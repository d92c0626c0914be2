//! 외부 프로세스 실행기
//!
//! [`ProcessRunner`]는 수명이 제한된 외부 명령 실행을 담당합니다.
//!
//! - 호출이 반환되면 자식 프로세스는 더 이상 실행 중이 아닙니다
//!   (정상 종료, 취소/타임아웃으로 종료, 또는 시작 실패).
//! - stdout/stderr는 바이트열로 수집합니다.
//! - 종료 코드 0일 때만 `Ok`를 반환합니다.
//! - 환경변수 오버레이([`EnvOverlay`])는 호출마다 적용되며 부모 프로세스 환경을 변경하지 않습니다.
//!
//! # 종료 절차 (unix)
//!
//! 자식은 새 프로세스 그룹에서 시작합니다. 취소나 타임아웃 시 그룹 전체에
//! SIGTERM을 보내고, 유예 시간 안에 종료하지 않으면 SIGKILL을 보낸 뒤 회수합니다.

use std::collections::BTreeMap;
use std::ffi::{OsStr, OsString};
use std::path::{Path, PathBuf};
use std::process::{ExitStatus, Stdio};
use std::time::{Duration, Instant};

use tokio::io::AsyncReadExt;
use tokio::process::{Child, Command};
use tokio::task::JoinHandle;
use tokio_util::sync::CancellationToken;
use tracing::{debug, info, warn};

use depwatch_core::metrics as m;

/// 기본 종료 유예 시간
pub const DEFAULT_KILL_GRACE: Duration = Duration::from_secs(2);

const GROUP_POLL_INTERVAL: Duration = Duration::from_millis(25);

/// 프로세스 실행 에러
#[derive(Debug, thiserror::Error)]
pub enum ProcessError {
    /// 프로세스 시작 실패 (실행 파일 없음, 권한 없음 등)
    #[error("start {program}: {source}")]
    Spawn {
        program: String,
        #[source]
        source: std::io::Error,
    },

    /// 0이 아닌 코드로 종료
    #[error("{program}: exit status {}", exit_code_text(.code))]
    Exited {
        program: String,
        /// 종료 코드 (시그널로 종료되면 None)
        code: Option<i32>,
        stdout: Vec<u8>,
        stderr: Vec<u8>,
    },

    /// 실행 시간 초과
    #[error("{program}: timed out after {timeout:?}")]
    TimedOut { program: String, timeout: Duration },

    /// 실행 컨텍스트가 취소됨
    #[error("{program}: cancelled")]
    Cancelled { program: String },

    /// 실행 중 I/O 실패 (출력 수집 등)
    #[error("{program}: {source}")]
    Io {
        program: String,
        #[source]
        source: std::io::Error,
    },
}

fn exit_code_text(code: &Option<i32>) -> String {
    code.map_or_else(|| "unknown (killed by signal)".to_owned(), |c| c.to_string())
}

/// 불변 환경변수 오버레이
///
/// 부모 환경을 상속한 뒤 같은 키만 교체합니다. 중복 항목은 생기지 않습니다.
/// `with`는 새 오버레이를 반환하므로 공유된 오버레이가 변경되지 않습니다.
#[derive(Debug, Clone, Default, PartialEq, Eq)]
pub struct EnvOverlay {
    vars: BTreeMap<OsString, OsString>,
}

impl EnvOverlay {
    /// 빈 오버레이
    pub fn new() -> Self {
        Self::default()
    }

    /// 키 하나를 추가/교체한 새 오버레이를 반환합니다.
    pub fn with(&self, key: impl Into<OsString>, value: impl Into<OsString>) -> Self {
        let mut vars = self.vars.clone();
        vars.insert(key.into(), value.into());
        Self { vars }
    }

    /// `other`의 항목이 우선하도록 합친 새 오버레이를 반환합니다.
    pub fn merged(&self, other: &EnvOverlay) -> Self {
        let mut vars = self.vars.clone();
        vars.extend(other.vars.iter().map(|(k, v)| (k.clone(), v.clone())));
        Self { vars }
    }

    /// 키에 해당하는 값
    pub fn get(&self, key: impl AsRef<OsStr>) -> Option<&OsStr> {
        self.vars.get(key.as_ref()).map(OsString::as_os_str)
    }

    pub fn is_empty(&self) -> bool {
        self.vars.is_empty()
    }

    pub fn len(&self) -> usize {
        self.vars.len()
    }

    pub fn iter(&self) -> impl Iterator<Item = (&OsStr, &OsStr)> {
        self.vars.iter().map(|(k, v)| (k.as_os_str(), v.as_os_str()))
    }

    fn apply(&self, cmd: &mut Command) {
        for (key, value) in &self.vars {
            cmd.env(key, value);
        }
    }
}

/// 실행할 명령 하나
#[derive(Debug, Clone)]
pub struct Invocation {
    program: PathBuf,
    args: Vec<OsString>,
    current_dir: Option<PathBuf>,
    overlay: EnvOverlay,
    timeout: Option<Duration>,
}

impl Invocation {
    pub fn new(program: impl Into<PathBuf>) -> Self {
        Self {
            program: program.into(),
            args: Vec::new(),
            current_dir: None,
            overlay: EnvOverlay::default(),
            timeout: None,
        }
    }

    pub fn arg(mut self, arg: impl Into<OsString>) -> Self {
        self.args.push(arg.into());
        self
    }

    pub fn args<I, S>(mut self, args: I) -> Self
    where
        I: IntoIterator<Item = S>,
        S: Into<OsString>,
    {
        self.args.extend(args.into_iter().map(Into::into));
        self
    }

    /// 작업 디렉토리
    pub fn current_dir(mut self, dir: impl Into<PathBuf>) -> Self {
        self.current_dir = Some(dir.into());
        self
    }

    /// 환경변수 오버레이 (기존 오버레이와 합쳐지며 새 값이 우선)
    pub fn overlay(mut self, overlay: &EnvOverlay) -> Self {
        self.overlay = self.overlay.merged(overlay);
        self
    }

    /// 이 호출에만 적용되는 타임아웃 (없으면 실행기 기본값)
    pub fn timeout(mut self, timeout: Duration) -> Self {
        self.timeout = Some(timeout);
        self
    }

    pub fn program(&self) -> &Path {
        &self.program
    }

    pub fn env_overlay(&self) -> &EnvOverlay {
        &self.overlay
    }

    /// 로그용 명령줄 문자열
    pub fn command_line(&self) -> String {
        let mut line = self.program.display().to_string();
        for arg in &self.args {
            line.push(' ');
            line.push_str(&arg.to_string_lossy());
        }
        line
    }

    fn program_name(&self) -> String {
        self.program.display().to_string()
    }
}

/// 성공한 실행의 출력
#[derive(Debug, Clone, Default)]
pub struct ProcessOutput {
    pub stdout: Vec<u8>,
    pub stderr: Vec<u8>,
}

impl ProcessOutput {
    /// stdout을 UTF-8로 해석합니다 (잘못된 바이트는 대체 문자).
    pub fn stdout_lossy(&self) -> String {
        String::from_utf8_lossy(&self.stdout).into_owned()
    }
}

/// 외부 프로세스 실행기
///
/// 상태가 없으므로 복제 비용이 작고, 실행 컨텍스트에 담아 전달합니다.
#[derive(Debug, Clone, Copy)]
pub struct ProcessRunner {
    default_timeout: Duration,
    kill_grace: Duration,
}

enum WaitOutcome {
    Exited(ExitStatus),
    Cancelled,
    TimedOut,
}

impl ProcessRunner {
    pub fn new(default_timeout: Duration) -> Self {
        Self {
            default_timeout,
            kill_grace: DEFAULT_KILL_GRACE,
        }
    }

    /// 종료 유예 시간을 설정합니다.
    pub fn with_kill_grace(mut self, grace: Duration) -> Self {
        self.kill_grace = grace;
        self
    }

    /// 명령을 실행하고 종료될 때까지 기다립니다.
    ///
    /// `cancel`이 취소되거나 타임아웃이 지나면 프로세스 트리를 종료하고
    /// 유예 시간 안에 반환합니다.
    pub async fn run(
        &self,
        cancel: &CancellationToken,
        invocation: &Invocation,
    ) -> Result<ProcessOutput, ProcessError> {
        let program = invocation.program_name();
        if cancel.is_cancelled() {
            return Err(ProcessError::Cancelled { program });
        }

        let mut cmd = Command::new(&invocation.program);
        cmd.args(&invocation.args)
            .stdin(Stdio::null())
            .stdout(Stdio::piped())
            .stderr(Stdio::piped())
            .kill_on_drop(true);
        if let Some(dir) = &invocation.current_dir {
            cmd.current_dir(dir);
        }
        if !invocation.overlay.is_empty() {
            debug!(program = %program, vars = invocation.overlay.len(), "apply env overlay");
            invocation.overlay.apply(&mut cmd);
        }
        configure_process_group(&mut cmd);

        info!("Execute: {}", invocation.command_line());
        let started = Instant::now();

        let mut child = cmd.spawn().map_err(|source| {
            record_invocation("spawn_failed", started);
            ProcessError::Spawn {
                program: program.clone(),
                source,
            }
        })?;
        // 리더가 회수된 뒤에도 그룹에 남은 자식을 종료하기 위해 보관
        let pgid = child.id();

        let mut stdout_handle = spawn_reader(child.stdout.take());
        let mut stderr_handle = spawn_reader(child.stderr.take());

        let timeout = invocation.timeout.unwrap_or(self.default_timeout);
        let deadline = tokio::time::Instant::now() + timeout;
        let outcome = tokio::select! {
            status = child.wait() => match status {
                Ok(status) => WaitOutcome::Exited(status),
                Err(source) => {
                    stdout_handle.abort();
                    stderr_handle.abort();
                    record_invocation("io_error", started);
                    return Err(ProcessError::Io { program, source });
                }
            },
            _ = cancel.cancelled() => WaitOutcome::Cancelled,
            _ = tokio::time::sleep_until(deadline) => WaitOutcome::TimedOut,
        };

        let status = match outcome {
            WaitOutcome::Exited(status) => status,
            interrupted => {
                self.terminate(&mut child, &program).await;
                stdout_handle.abort();
                stderr_handle.abort();
                return Err(interrupted_error(interrupted, program, timeout, started));
            }
        };

        // 백그라운드 자식이 파이프를 잡고 있으면 리더 종료 후에도 EOF가 오지 않습니다.
        let collected = tokio::select! {
            output = async {
                let stdout = join_reader(&mut stdout_handle).await;
                let stderr = join_reader(&mut stderr_handle).await;
                (stdout, stderr)
            } => Ok(output),
            _ = cancel.cancelled() => Err(WaitOutcome::Cancelled),
            _ = tokio::time::sleep_until(deadline) => Err(WaitOutcome::TimedOut),
        };

        let (stdout, stderr) = match collected {
            Ok(output) => output,
            Err(interrupted) => {
                debug!(program = %program, "leader exited but output pipes are still held");
                if let Some(pgid) = pgid {
                    kill_process_group(pgid, self.kill_grace).await;
                }
                stdout_handle.abort();
                stderr_handle.abort();
                return Err(interrupted_error(interrupted, program, timeout, started));
            }
        };
        let stdout = stdout.map_err(|source| ProcessError::Io {
            program: program.clone(),
            source,
        })?;
        let stderr = stderr.map_err(|source| ProcessError::Io {
            program: program.clone(),
            source,
        })?;

        if status.success() {
            record_invocation("success", started);
            return Ok(ProcessOutput { stdout, stderr });
        }

        record_invocation("failure", started);
        Err(ProcessError::Exited {
            program,
            code: status.code(),
            stdout,
            stderr,
        })
    }

    /// 프로세스 트리를 종료하고 유예 시간 안에 회수합니다.
    async fn terminate(&self, child: &mut Child, program: &str) {
        if let Err(e) = kill_process_tree(child, self.kill_grace).await {
            warn!(program, error = %e, "failed to kill process tree");
        }
        match tokio::time::timeout(self.kill_grace, child.wait()).await {
            Ok(Ok(status)) => debug!(program, %status, "child reaped"),
            Ok(Err(e)) => warn!(program, error = %e, "wait after kill failed"),
            Err(_) => warn!(program, "child not reaped within grace period"),
        }
    }
}

fn interrupted_error(
    outcome: WaitOutcome,
    program: String,
    timeout: Duration,
    started: Instant,
) -> ProcessError {
    if matches!(outcome, WaitOutcome::TimedOut) {
        record_invocation("timed_out", started);
        warn!(program = %program, ?timeout, "process timed out");
        ProcessError::TimedOut { program, timeout }
    } else {
        record_invocation("cancelled", started);
        warn!(program = %program, "process cancelled");
        ProcessError::Cancelled { program }
    }
}

fn record_invocation(result: &'static str, started: Instant) {
    metrics::counter!(m::TOOL_INVOCATIONS_TOTAL, m::LABEL_RESULT => result).increment(1);
    metrics::histogram!(m::TOOL_INVOCATION_DURATION_SECONDS)
        .record(started.elapsed().as_secs_f64());
}

fn spawn_reader<R>(reader: Option<R>) -> JoinHandle<std::io::Result<Vec<u8>>>
where
    R: tokio::io::AsyncRead + Unpin + Send + 'static,
{
    tokio::spawn(async move {
        let mut buf = Vec::new();
        if let Some(mut reader) = reader {
            reader.read_to_end(&mut buf).await?;
        }
        Ok(buf)
    })
}

async fn join_reader(
    handle: &mut JoinHandle<std::io::Result<Vec<u8>>>,
) -> std::io::Result<Vec<u8>> {
    match handle.await {
        Ok(result) => result,
        Err(e) => Err(std::io::Error::other(format!("output reader task failed: {e}"))),
    }
}

#[cfg(unix)]
fn configure_process_group(cmd: &mut Command) {
    cmd.process_group(0);
}

#[cfg(not(unix))]
fn configure_process_group(_cmd: &mut Command) {}

#[cfg(unix)]
async fn kill_process_tree(child: &mut Child, grace: Duration) -> std::io::Result<()> {
    let Some(pid) = child.id().and_then(|pid| i32::try_from(pid).ok()) else {
        // 이미 회수되었거나 PID 변환 불가
        return child.start_kill();
    };

    // SAFETY: pid는 process_group(0)으로 만든 그룹의 리더이며 아직 회수되지 않았습니다.
    let term_result = unsafe { libc::killpg(pid, libc::SIGTERM) };
    if term_result == 0
        && let Ok(Ok(_)) = tokio::time::timeout(grace, child.wait()).await
    {
        return Ok(());
    }

    // SAFETY: 위와 같음
    let kill_result = unsafe { libc::killpg(pid, libc::SIGKILL) };
    if kill_result == 0 {
        return Ok(());
    }

    let killpg_error = std::io::Error::last_os_error();
    if killpg_error.raw_os_error() == Some(libc::ESRCH) {
        return Ok(());
    }
    child.start_kill().map_err(|kill_error| {
        std::io::Error::other(format!("killpg: {killpg_error}; kill: {kill_error}"))
    })
}

#[cfg(not(unix))]
async fn kill_process_tree(child: &mut Child, _grace: Duration) -> std::io::Result<()> {
    child.start_kill()
}

/// 리더가 이미 회수된 프로세스 그룹을 종료합니다.
///
/// 그룹은 구성원이 하나라도 남아 있는 동안 리더의 PID로 유지됩니다.
#[cfg(unix)]
async fn kill_process_group(pgid: u32, grace: Duration) {
    let Ok(pgid) = i32::try_from(pgid) else {
        return;
    };

    // SAFETY: pgid는 process_group(0)으로 만든 그룹 ID입니다. 그룹이 없으면 ESRCH로 실패합니다.
    if unsafe { libc::killpg(pgid, libc::SIGTERM) } != 0 {
        return;
    }
    let deadline = tokio::time::Instant::now() + grace;
    while tokio::time::Instant::now() < deadline {
        tokio::time::sleep(GROUP_POLL_INTERVAL).await;
        // SAFETY: 시그널 0은 존재 여부만 확인합니다.
        if unsafe { libc::killpg(pgid, 0) } != 0 {
            return;
        }
    }
    // SAFETY: 위와 같음
    if unsafe { libc::killpg(pgid, libc::SIGKILL) } != 0 {
        let error = std::io::Error::last_os_error();
        if error.raw_os_error() != Some(libc::ESRCH) {
            warn!(pgid, error = %error, "failed to kill process group");
        }
    }
}

#[cfg(not(unix))]
async fn kill_process_group(_pgid: u32, _grace: Duration) {}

- Exercise: Transcribe the records above exactly, from the opening line down to and including the line with "use tokio::io::AsyncReadExt;".

- Solved problem:
repository d92c0626c0914be2
//! 외부 프로세스 실행기
//!
//! [`ProcessRunner`]는 수명이 제한된 외부 명령 실행을 담당합니다.
//!
//! - 호출이 반환되면 자식 프로세스는 더 이상 실행 중이 아닙니다
//!   (정상 종료, 취소/타임아웃으로 종료, 또는 시작 실패).
//! - stdout/stderr는 바이트열로 수집합니다.
//! - 종료 코드 0일 때만 `Ok`를 반환합니다.
//! - 환경변수 오버레이([`EnvOverlay`])는 호출마다 적용되며 부모 프로세스 환경을 변경하지 않습니다.
//!
//! # 종료 절차 (unix)
//!
//! 자식은 새 프로세스 그룹에서 시작합니다. 취소나 타임아웃 시 그룹 전체에
//! SIGTERM을 보내고, 유예 시간 안에 종료하지 않으면 SIGKILL을 보낸 뒤 회수합니다.

use std::collections::BTreeMap;
use std::ffi::{OsStr, OsString};
use std::path::{Path, PathBuf};
use std::process::{ExitStatus, Stdio};
use std::time::{Duration, Instant};

use tokio::io::AsyncReadExt;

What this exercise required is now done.